The popularity of his art seemed to die with him. A retrospective show
of his works in Chicago in late 1942 brought out many back-stabbing
knives from the critical press.
Grant Wood was born on February
13, 1891 on his parents' farm four miles east of Anamosa, Iowa, where
he spent the first ten years of his life. After his father's death in
1901, he moved to Cedar Rapids with his mother, sister Nan and brother
Frank. Even though life on the farm came to an end, the sights, smells
and sounds of his country childhood would be preserved forever in the
faces and landscapes of his famous paintings.
Grant Wood was an
exceptional artist from a very young age. When he was 14, he won third
prize in a national contest for a crayon drawing of oak leaves and said
that winning that prize was his inspiration to become an artist. His
formal art education included two summers with Ernest Batchelder
at the School of Design and Handicraft in Minneapolis and three years
of occasional night classes at the Art Institute of Chicago. In October
1920, Grant Wood set out on a trip to Europe, telling his sister "the
art critics and dealers want no part of American art. They think this
country is too new for any culture and too crude and undeveloped to
produce any artists. You have to be a Frenchman, take a French name,
and paint like a Frenchman to gain recognition." It wasn't long before
Grant would prove them wrong.
In 1923 Wood took a leave of
absence from teaching high school art to visit Europe for a second
time, where he studied at the Academie Julien in Paris. While in
Europe, he experimented with Impressionism and Post-Impressionism. His
exposure to modern European art played a significant role in the
development of his mature style.
In 1927 Wood received a
prestigious local commission from the city of Cedar Rapids to design a
stained glass window for the Veterans Memorial Building. The Memorial
Window stood 24x20-feet. At the base of the window were six life-size
figures of soldiers of every American war, beginning with the
Revolutionary War and ending with W.W. I. Above the soldiers was a
woman representing the Republic. The window took two years to complete,
including time spent supervising the fabrication of the glass in
Munich, where the guild tradition of medieval craftsmanship continued.

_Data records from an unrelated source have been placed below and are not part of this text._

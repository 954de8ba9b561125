//! Munim - conversational bookkeeping assistant
//!
//! A Rust backend that turns short chat messages into ledger entries and
//! invoices, asking follow-up questions until each command is complete.

mod api;
mod config;
mod db;
mod error;
mod extract;
mod intent;
mod ledger;
mod reply;
mod runtime;
mod session;
mod state_machine;
mod tax;

use api::{create_router, AppState};
use config::Config;
use db::Database;
use std::net::SocketAddr;
use tower_http::{
    compression::CompressionLayer,
    cors::{Any, CorsLayer},
    trace::TraceLayer,
};
use tracing_subscriber::{layer::SubscriberExt, util::SubscriberInitExt};

#[tokio::main]
async fn main() -> Result<(), Box<dyn std::error::Error>> {
    // Initialize logging
    tracing_subscriber::registry()
        .with(
            tracing_subscriber::EnvFilter::try_from_default_env()
                .unwrap_or_else(|_| "munim=info,tower_http=debug".into()),
        )
        .with(
            tracing_subscriber::fmt::layer()
                .json()
                .with_current_span(false)
                .with_span_list(false),
        )
        .init();

    let config = Config::from_env();

    // Ensure database directory exists
    if let Some(parent) = config.db_path.parent() {
        std::fs::create_dir_all(parent)?;
    }

    tracing::info!(path = %config.db_path.display(), "Opening database");
    let db = Database::open(&config.db_path)?;

    tracing::info!(
        business_id = %config.business_id,
        session_timeout_secs = config.session_timeout_secs,
        gst_registered = config.gstin.is_some(),
        "Configuration loaded"
    );

    let state = AppState::new(db, &config);

    // Create router
    let cors = CorsLayer::new()
        .allow_origin(Any)
        .allow_methods(Any)
        .allow_headers(Any);

    let compression = CompressionLayer::new()
        .gzip(true)
        .br(true)
        .deflate(true)
        .zstd(true);

    let app = create_router(state)
        .layer(TraceLayer::new_for_http())
        .layer(cors)
        .layer(compression);

    // Start server
    let addr = SocketAddr::from(([0, 0, 0, 0], config.port));
    tracing::info!("Munim server listening on {}", addr);

    let listener = tokio::net::TcpListener::bind(addr).await?;
    axum::serve(listener, app).await?;

    Ok(())
}
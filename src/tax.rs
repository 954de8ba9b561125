//! Indian GST: invoice tax computation and a small advisory knowledge base

pub mod advisor;
pub mod gst;

pub use advisor::advise;
/// Classify a top-level message and pull out any slots given inline.
pub fn classify(text: &str, today: NaiveDate) -> Classification {
    let text = collapse_whitespace(text);
    let Some((rule, start, end)) = match_rule(&text) else {
        return Classification::unknown();
    };

    let mut residual = text;
    residual.replace_range(start..end, " ");
    let mut residual = collapse_whitespace(&residual);

    let intent = rule.spec.intent;
    let mut slots = Slots::default();
    let mut swapped_range = None;
    if let Some(kind) = rule.spec.kind {
        slots.insert(Field::Kind, SlotValue::Kind(kind));
    }

    for field in rule.spec.slots {
        residual = fill_inline(intent, *field, &residual, today, &mut slots, &mut swapped_range);
    }

    Classification {
        intent,
        rule: Some(rule.spec.phrase),
        slots,
        swapped_range,
    }
}

/// Run one slot extractor over the residual text, returning what is left.
fn fill_inline(
    intent: Intent,
    field: Field,
    text: &str,
    today: NaiveDate,
    slots: &mut Slots,
    swapped_range: &mut Option<DateRange>,
) -> String {
    match field {
        Field::Amount => {
            let found = extract_amount(text);
            if let Some(amount) = found.value {
                slots.insert(field, SlotValue::Amount(amount));
            }
            found.residual
        }
        Field::Date | Field::Period => {
            let found = extract_date(text, today);
            if let Some(date) = found.value {
                if field == Field::Date {
                    slots.insert(field, SlotValue::Date(date.day()));
                } else {
                    slots.insert(field, SlotValue::Range(date.range));
                }
                if date.reversed {
                    *swapped_range = Some(date.range);
                }
            }
            found.residual
        }
        Field::Party => {
            let found = extract_party(text, intent.party_markers());
            if let Some(party) = found.value {
                slots.insert(field, SlotValue::Text(party));
                return found.residual;
            }
            if intent.free_text_field() == Some(Field::Party) {
                if let Some(party) = party_answer(text) {
                    slots.insert(field, SlotValue::Text(party));
                    return String::new();
                }
            }
            found.residual
        }
        Field::Category | Field::Description => {
            let found = extract_category(text);
            if let Some(value) = found.value {
                slots.insert(field, SlotValue::Text(value));
            }
            found.residual
        }
        Field::Target => {
            let found = extract_email(text);
            if let Some(target) = found.value {
                slots.insert(field, SlotValue::Text(target));
            }
            found.residual
        }
        Field::InvoiceNumber => {
            let found = extract_invoice_number(text);
            if let Some(number) = found.value {
                slots.insert(field, SlotValue::Number(number));
            }
            found.residual
        }
        Field::Gstin => {
            let found = extract_gstin(text);
            if let Some(gstin) = found.value {
                slots.insert(field, SlotValue::Text(gstin));
            }
            found.residual
        }
        Field::GstRate => {
            // An off-slab rate is dropped but still taken out of the text
            let found = extract_gst_rate(text);
            if let Some(rate) = found.value.filter(|rate| is_rate_slab(*rate)) {
                slots.insert(field, SlotValue::Percent(rate));
            }
            found.residual
        }
        Field::HsnCode => {
            let found = extract_hsn_code(text);
            if let Some(code) = found.value {
                slots.insert(field, SlotValue::Text(code));
            }
            found.residual
        }
        Field::PlaceOfSupply => {
            let found = extract_place_of_supply(text);
            if let Some(state) = found.value {
                slots.insert(field, SlotValue::Text(state));
            }
            found.residual
        }
        Field::Kind => text.to_string(),
    }
}

/// Read a message as the answer to a pending slot. Returns the slots with the
/// answer stored, or `None` when the message does not fit the field.
pub fn answer(
    intent: Intent,
    field: Field,
    text: &str,
    today: NaiveDate,
    slots: &Slots,
) -> Option<Slots> {
    let mut slots = slots.clone();
    match field {
        Field::Amount => {
            let found = extract_amount(text);
            slots.insert(field, SlotValue::Amount(found.value?));
            // "Website design ₹10,000" also answers the description
            if let Some(free) = intent.free_text_field() {
                if !slots.contains(free) && !is_command(&found.residual) {
                    if let Some(rest) = extract_category(&found.residual).value {
                        slots.insert(free, SlotValue::Text(rest));
                    }
                }
            }
        }
        Field::Date => {
            let found = extract_date(text, today).value?;
            slots.insert(field, SlotValue::Date(found.day()));
        }
        Field::Period => {
            let found = extract_date(text, today).value?;
            slots.insert(field, SlotValue::Range(found.range));
        }
        Field::Party => {
            if is_command(text) {
                return None;
            }
            // "Ramesh paid ₹1000" names the party and carries the rest
            let lead = leading_name(text, is_keyword);
            if let Some(name) = lead.value {
                slots.insert(field, SlotValue::Text(name));
                let mut residual = lead.residual;
                let mut swapped_range = None;
                for extra in intent.slots() {
                    if *extra != Field::Party && !slots.contains(*extra) {
                        residual =
                            fill_inline(intent, *extra, &residual, today, &mut slots, &mut swapped_range);
                    }
                }
                return Some(slots);
            }
            slots.insert(field, SlotValue::Text(party_answer(text)?));
        }
        Field::Category | Field::Description => {
            if is_command(text) {
                return None;
            }
            let value = extract_category(text).value.or_else(|| clean_free_text(text))?;
            slots.insert(field, SlotValue::Text(value));
        }
        Field::Target => {
            slots.insert(field, SlotValue::Text(extract_email(text).value?));
        }
        Field::InvoiceNumber => {
            slots.insert(field, SlotValue::Number(extract_invoice_number(text).value?));
        }
        Field::Gstin => {
            slots.insert(field, SlotValue::Text(extract_gstin(text).value?));
        }
        Field::GstRate => {
            slots.insert(field, SlotValue::Percent(gst_rate_answer(text)?));
        }
        Field::HsnCode => {
            slots.insert(field, SlotValue::Text(extract_hsn_code(text).value?));
        }
        Field::PlaceOfSupply => {
            slots.insert(field, SlotValue::Text(place_answer(text)?));
        }
        Field::Kind => return None,
    }
    Some(slots)
}
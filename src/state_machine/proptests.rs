//! Property-based tests for the state machine
//!
//! These tests verify key invariants hold across all possible inputs.

use super::state::*;
use super::transition::*;
use super::*;
use crate::db::TransactionKind;
use crate::intent::Intent;
use chrono::NaiveDate;
use proptest::prelude::*;
use rust_decimal::Decimal;

// ============================================================================
// Test Helpers
// ============================================================================

fn test_context() -> DialogContext {
    DialogContext::new("test-session", NaiveDate::from_ymd_opt(2025, 4, 6).unwrap())
}

fn reply_count(result: &TransitionResult) -> usize {
    result
        .effects
        .iter()
        .filter(|e| matches!(e, Effect::Reply { .. }))
        .count()
}

// ============================================================================
// Arbitrary Generators
// ============================================================================

fn arb_dialog_intent() -> impl Strategy<Value = Intent> {
    prop_oneof![
        Just(Intent::CreateInvoice),
        Just(Intent::ShowInvoice),
        Just(Intent::RecordExpense),
        Just(Intent::RecordPayment),
        Just(Intent::ShowLedger),
        Just(Intent::SendLedger),
        Just(Intent::SettleLedger),
    ]
}

fn arb_field() -> impl Strategy<Value = Field> {
    prop_oneof![
        Just(Field::Party),
        Just(Field::Amount),
        Just(Field::Date),
        Just(Field::Period),
        Just(Field::Category),
        Just(Field::Description),
        Just(Field::Target),
        Just(Field::InvoiceNumber),
        Just(Field::Gstin),
        Just(Field::GstRate),
        Just(Field::HsnCode),
        Just(Field::PlaceOfSupply),
    ]
}

fn arb_state() -> impl Strategy<Value = DialogState> {
    prop_oneof![
        Just(DialogState::Idle),
        (arb_dialog_intent(), arb_field(), "[a-zA-Z ?]{1,30}")
            .prop_map(|(intent, field, prompt)| DialogState::awaiting(intent, field, prompt)),
    ]
}

fn arb_slots() -> impl Strategy<Value = Slots> {
    (
        proptest::option::of("[A-Z][a-z]{2,10}"),
        proptest::option::of(1i64..1_000_000),
        proptest::option::of("[a-z]{3,12}"),
        any::<bool>(),
    )
        .prop_map(|(party, amount, category, income)| {
            let mut slots = Slots::default();
            if let Some(party) = party {
                slots.insert(Field::Party, SlotValue::Text(party));
            }
            if let Some(amount) = amount {
                slots.insert(Field::Amount, SlotValue::Amount(Decimal::from(amount)));
            }
            if let Some(category) = category {
                slots.insert(Field::Category, SlotValue::Text(category));
            }
            if income {
                slots.insert(Field::Kind, SlotValue::Kind(TransactionKind::Income));
            }
            slots
        })
}

fn arb_cancel_word() -> impl Strategy<Value = String> {
    prop_oneof![
        Just("cancel".to_string()),
        Just("Cancel".to_string()),
        Just("exit".to_string()),
        Just("quit".to_string()),
        Just("stop".to_string()),
        Just("abort".to_string()),
        Just("never mind".to_string()),
    ]
}

fn arb_event() -> impl Strategy<Value = Event> {
    prop_oneof![
        Just(Event::UserCancel),
        "[a-zA-Z0-9₹ .,#@-]{0,40}".prop_map(Event::message),
    ]
}

// ============================================================================
// Properties
// ============================================================================

proptest! {
    #[test]
    fn prop_cancel_always_returns_to_idle(
        state in arb_state(),
        slots in arb_slots(),
        word in arb_cancel_word(),
    ) {
        for event in [Event::UserCancel, Event::message(word.clone())] {
            let result = transition(&state, &slots, &test_context(), event);
            prop_assert!(result.new_state.is_idle());
            prop_assert!(result.slots.is_empty());
            prop_assert!(!result.effects.iter().any(Effect::writes_records));
            prop_assert_eq!(reply_count(&result), 1);
        }
    }

    #[test]
    fn prop_every_turn_replies_and_persists(
        state in arb_state(),
        slots in arb_slots(),
        event in arb_event(),
    ) {
        let result = transition(&state, &slots, &test_context(), event);
        prop_assert_eq!(result.effects.last(), Some(&Effect::PersistSession));
        let replies = reply_count(&result);
        let actions = result
            .effects
            .iter()
            .filter(|e| !matches!(e, Effect::Reply { .. } | Effect::PersistSession))
            .count();
        prop_assert!(replies + actions >= 1, "a turn must answer the user");
        prop_assert!(actions <= 1, "at most one command runs per turn");
    }

    #[test]
    fn prop_waiting_states_carry_their_prompt(
        state in arb_state(),
        slots in arb_slots(),
        event in arb_event(),
    ) {
        let result = transition(&state, &slots, &test_context(), event);
        if let Some((_, _, prompt)) = result.new_state.pending() {
            prop_assert!(!prompt.is_empty());
            prop_assert!(reply_count(&result) >= 1);
        } else {
            prop_assert!(result.slots.is_empty());
        }
    }

    #[test]
    fn prop_waiting_field_is_required_and_missing(
        state in arb_state(),
        slots in arb_slots(),
        event in arb_event(),
    ) {
        let result = transition(&state, &slots, &test_context(), event);
        if let Some((intent, field, _)) = result.new_state.pending() {
            // A reprompt keeps whatever state it was in
            if result.new_state != state {
                prop_assert!(required_fields(intent, &result.slots).contains(&field));
                prop_assert!(!result.slots.contains(field));
            }
        }
    }

    #[test]
    fn prop_gibberish_answer_keeps_dialog(
        intent in arb_dialog_intent(),
        slots in arb_slots(),
        text in "[qxz]{4,12}",
    ) {
        let state = DialogState::awaiting(intent, Field::Amount, "How much?".to_string());
        let result = transition(&state, &slots, &test_context(), Event::message(text));
        prop_assert_eq!(&result.new_state, &state);
        prop_assert_eq!(&result.slots, &slots);
    }
}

While in Munich, Wood admired 15th century Northern Gothic painting at
the Alte Pinakothek Museum. This style had enjoyed a resurgence of
popularity in Germany during the 1920s as part of a broader return to
realism, objectivity referred to as "die Neue Sachlichkeit." Wood
sought inspiration from the precise clarity of paintings by Jan van
Eyck, Hans Memling, Albrecht Durer, and Hans Holbein. He demonstrated a
tendency to render rounded forms in a simplified, schematic fashion
with the clear definition of Northern Gothic painting and modern German
art.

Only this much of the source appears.